4. No Consultório, sugere-se e justifica-se uma diferença de grafia entre afro-americano e afroamericano, explicitando os sentidos que se poderão associar a cada palavra. Noutra resposta, aborda-se, mais uma vez, a questão da identificação da natureza do pronome clítico se. Para além destas respostas, a nova atualização aborda ainda topónimos da Ucrânia, a grafia do termo «forma sonata», verbos derivados de prazer, a presença do pleonasmo em «pequeno pormenor» e a classificação da palavra que em «o silêncio assume a mesma importância que pode ter a música».
5. Acompanhando os múltiplos eventos que têm lugar para celebrar o centenário do nascimento de José Saramago, o Museu da Língua Portuguesa, situado em São Paulo, dedica o mês de março à Jornada Saramago, propondo leituras e reflexões em torno das obras do autor. No dia 24 de março, a escritora brasileira Andréa del Fuego dinamizará uma sessão de leitura acompanhada da obra O Evangelho segundo Jesus Cristo, um evento que poderá ser acompanhado no Facebook e no canal do YouTube do Museu, a partir das 19h.
6. Assinalou-se a 21 de março o Dia Mundial da Poesia. Um pouco por todo o lado, celebrou-se poder da palavra e a sua importância como veículo de cultura e meio de comunicação e reflexão sobre os mundos interior e exterior. Também neste espaço deixamos a nossa homenagem à língua e ao labor da língua, capaz de trazer à tona as suas formas mais belas.
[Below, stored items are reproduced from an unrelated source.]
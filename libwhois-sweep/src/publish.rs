use base64::{engine::general_purpose::STANDARD, Engine as _};
use reqwest::{Client, StatusCode};
use ring::digest::{digest, SHA1_FOR_LEGACY_USE_ONLY, SHA512};
use serde_json::{json, Value};
use thiserror::Error;
use tracing::info;

use crate::package::Package;

pub const NPM_REGISTRY: &str = "https://registry.npmjs.org";

#[derive(Debug, Error)]
pub enum PublishError {
    #[error("registry request failed: {0}")]
    Request(#[from] reqwest::Error),
    #[error("failed to encode package manifest: {0}")]
    Json(#[from] serde_json::Error),
    #[error("registry rejected {package}: HTTP {status}: {body}")]
    Rejected {
        package: String,
        status: StatusCode,
        body: String,
    },
}

/// Publishes packages to an npm-compatible registry.
pub struct RegistryPublisher {
    client: Client,
    registry: String,
    token: String,
}

impl RegistryPublisher {
    pub fn new(client: Client, registry: impl Into<String>, token: impl Into<String>) -> Self {
        Self {
            client,
            registry: registry.into().trim_end_matches('/').to_string(),
            token: token.into(),
        }
    }

    pub async fn publish(&self, package: &Package) -> Result<(), PublishError> {
        let name = &package.manifest.name;
        let url = format!("{}/{}", self.registry, name);
        let document = publish_document(package, &self.registry)?;

        let response = self
            .client
            .put(&url)
            .bearer_auth(&self.token)
            .json(&document)
            .send()
            .await?;

        let status = response.status();
        if !status.is_success() {
            let body = response.text().await.unwrap_or_default();
            return Err(PublishError::Rejected {
                package: format!("{}@{}", name, package.manifest.version),
                status,
                body,
            });
        }

        info!(version = %package.manifest.version, "published version");
        Ok(())
    }
}

/// The JSON body the registry expects for `npm publish`.
pub fn publish_document(
    package: &Package,
    registry: &str,
) -> Result<Value, serde_json::Error> {
    let manifest = &package.manifest;
    let file_name = package.file_name();
    let tarball_url = format!("{}/{}/-/{}", registry, manifest.name, file_name);

    let shasum = hex(digest(&SHA1_FOR_LEGACY_USE_ONLY, &package.tarball).as_ref());
    let integrity = format!(
        "sha512-{}",
        STANDARD.encode(digest(&SHA512, &package.tarball).as_ref())
    );

    let mut version = serde_json::to_value(manifest)?;
    if let Value::Object(fields) = &mut version {
        fields.insert(
            "_id".to_string(),
            json!(format!("{}@{}", manifest.name, manifest.version)),
        );
        fields.insert(
            "dist".to_string(),
            json!({
                "shasum": shasum,
                "integrity": integrity,
                "tarball": tarball_url,
            }),
        );
    }

    Ok(json!({
        "_id": manifest.name,
        "name": manifest.name,
        "description": manifest.description,
        "dist-tags": { "latest": manifest.version },
        "versions": { manifest.version.clone(): version },
        "access": null,
        "_attachments": {
            file_name: {
                "content_type": "application/octet-stream",
                "data": STANDARD.encode(&package.tarball),
                "length": package.tarball.len(),
            }
        }
    }))
}

fn hex(bytes: &[u8]) -> String {
    bytes.iter().map(|b| format!("{:02x}", b)).collect()
}

#[cfg(test)]
mod tests {
    use super::*;
    use crate::package::PackageManifest;
    use tokio::io::{AsyncReadExt, AsyncWriteExt};
    use tokio::net::TcpListener;

    fn package() -> Package {
        Package {
            manifest: PackageManifest {
                name: "whis-data".to_string(),
                version: "1.2.20261016".to_string(),
                description: "Whois server data for whis".to_string(),
                main: "whois-servers.json".to_string(),
                author: "jolle".to_string(),
                license: "MIT".to_string(),
            },
            tarball: b"abc".to_vec(),
        }
    }

    #[test]
    fn document_carries_version_and_attachment() {
        let doc = publish_document(&package(), NPM_REGISTRY).unwrap();

        assert_eq!(doc["name"], "whis-data");
        assert_eq!(doc["dist-tags"]["latest"], "1.2.20261016");

        let version = &doc["versions"]["1.2.20261016"];
        assert_eq!(version["_id"], "whis-data@1.2.20261016");
        assert_eq!(version["main"], "whois-servers.json");
        assert_eq!(
            version["dist"]["tarball"],
            "https://registry.npmjs.org/whis-data/-/whis-data-1.2.20261016.tgz"
        );
        assert_eq!(
            version["dist"]["shasum"],
            "a9993e364706816aba3e25717850c26c9cd0d89d"
        );
        assert_eq!(
            version["dist"]["integrity"],
            "sha512-3a81oZNherrMQXNJriBBMRLm+k6JqX6iCp7u5ktV05ohkpkqJ0/BqDa6PCOj/uu9RU1EI2Q86A4qmslPpUyknw=="
        );

        let attachment = &doc["_attachments"]["whis-data-1.2.20261016.tgz"];
        assert_eq!(attachment["data"], "YWJj");
        assert_eq!(attachment["length"], 3);
    }

    #[test]
    fn trailing_slash_is_trimmed_from_registry() {
        let publisher = RegistryPublisher::new(Client::new(), "https://registry.example/", "t");
        assert_eq!(publisher.registry, "https://registry.example");
    }

    /// Reads one HTTP request (headers and body) and answers with `reply`.
    async fn serve_once(reply: &'static str) -> (String, tokio::task::JoinHandle<String>) {
        let listener = TcpListener::bind("127.0.0.1:0").await.unwrap();
        let registry = format!("http://{}", listener.local_addr().unwrap());
        let handle = tokio::spawn(async move {
            let (mut socket, _) = listener.accept().await.unwrap();
            let mut request = Vec::new();
            let mut buf = [0u8; 4096];
            loop {
                let n = socket.read(&mut buf).await.unwrap();
                if n == 0 {
                    break;
                }
                request.extend_from_slice(&buf[..n]);
                if request_complete(&request) {
                    break;
                }
            }
            socket.write_all(reply.as_bytes()).await.unwrap();
            socket.shutdown().await.unwrap();
            String::from_utf8_lossy(&request).into_owned()
        });
        (registry, handle)
    }

    fn request_complete(request: &[u8]) -> bool {
        let text = String::from_utf8_lossy(request);
        let Some(end) = text.find("\r\n\r\n") else {
            return false;
        };
        let length = text[..end]
            .lines()
            .filter_map(|line| line.split_once(':'))
            .find(|(key, _)| key.trim().eq_ignore_ascii_case("content-length"))
            .and_then(|(_, value)| value.trim().parse::<usize>().ok())
            .unwrap_or(0);
        request.len() >= end + 4 + length
    }

    #[tokio::test]
    async fn rejected_upload_carries_status_and_body() {
        let (registry, server) = serve_once(
            "HTTP/1.1 403 Forbidden\r\nContent-Length: 9\r\nConnection: close\r\n\r\nforbidden",
        )
        .await;
        let publisher = RegistryPublisher::new(Client::new(), registry, "s3cret");

        match publisher.publish(&package()).await {
            Err(PublishError::Rejected {
                package,
                status,
                body,
            }) => {
                assert_eq!(package, "whis-data@1.2.20261016");
                assert_eq!(status, StatusCode::FORBIDDEN);
                assert_eq!(body, "forbidden");
            }
            other => panic!("expected a rejection, got {:?}", other),
        }

        let request = server.await.unwrap();
        assert!(request.starts_with("PUT /whis-data HTTP/1.1\r\n"));
        assert!(request
            .lines()
            .any(|line| line.eq_ignore_ascii_case("authorization: Bearer s3cret")));
    }

    #[tokio::test]
    async fn accepted_upload_sends_publish_document() {
        let (registry, server) = serve_once(
            "HTTP/1.1 201 Created\r\nContent-Length: 11\r\nConnection: close\r\n\r\n{\"ok\":true}",
        )
        .await;
        let publisher = RegistryPublisher::new(Client::new(), registry, "s3cret");

        publisher.publish(&package()).await.unwrap();

        let request = server.await.unwrap();
        let (_, body) = request.split_once("\r\n\r\n").unwrap();
        let document: Value = serde_json::from_str(body).unwrap();
        assert_eq!(document["dist-tags"]["latest"], "1.2.20261016");
        assert_eq!(
            document["_attachments"]["whis-data-1.2.20261016.tgz"]["data"],
            "YWJj"
        );
    }
}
Fazemo-lo partilhando, com a devida vénia, um poema inédito do poeta e teólogo José Tolentino de Mendonça (divulgado no jornal Público):
As palavras são legíveis numa face, ilegíveis noutra
nenhuma das nossas frases sozinha quer dizer alguma coisa
o aparecer do mundo não se dá na transmissão de um significado
que se altera mas no movimento desapropriador, na passagem
outras espécies ouvem outros sons, veem outras cores
semeiam com a semente uma chama
um nome ilimitado exposto ao risco da perda
e aos seus arranjos recíprocos
onde a mais alta força se combina com a fragilidade extrema
e essa é a língua matinal do pensamento
nós porém iludidos cremos ainda na redução
como se fosse a redução toda a ciência possível
Não se trata de saber o que é
cheio de passado para colorir o presente
o destino revela-se surpreendente ainda
devemos antes interrogar a inocência
a sua mão de dedos mutilados sobre a parede:
será uma folha intacta menos folha do que uma folha devorada?
não haverá outras hipóteses para o fotograma das formas
e mil modos inéditos de amotinar a vida?
se fizéssemos um registo integral, camada a camada,
se parássemos a escutar uma única e solitária voz humana
no seu esplendor secreto, na sua incandescência, no seu dilúvio mais recuado
recomeçaríamos a história do mundo
Só o ato de se desnudar cumpre a mutação
pois crê no prodígio
e procura-o
Ocasião também para recordar o poeta Gastão Cruz, recentemente falecido (1941-2022). Autor de inúmeras obras poéticas e tradutor de autores como Blake ou Shakespeare, dedicou a vida à literatura e à cultura, tendo sido agraciado com diversos prémios, como o Grande Prémio de Poesia Maria Amália Vaz de Carvalho.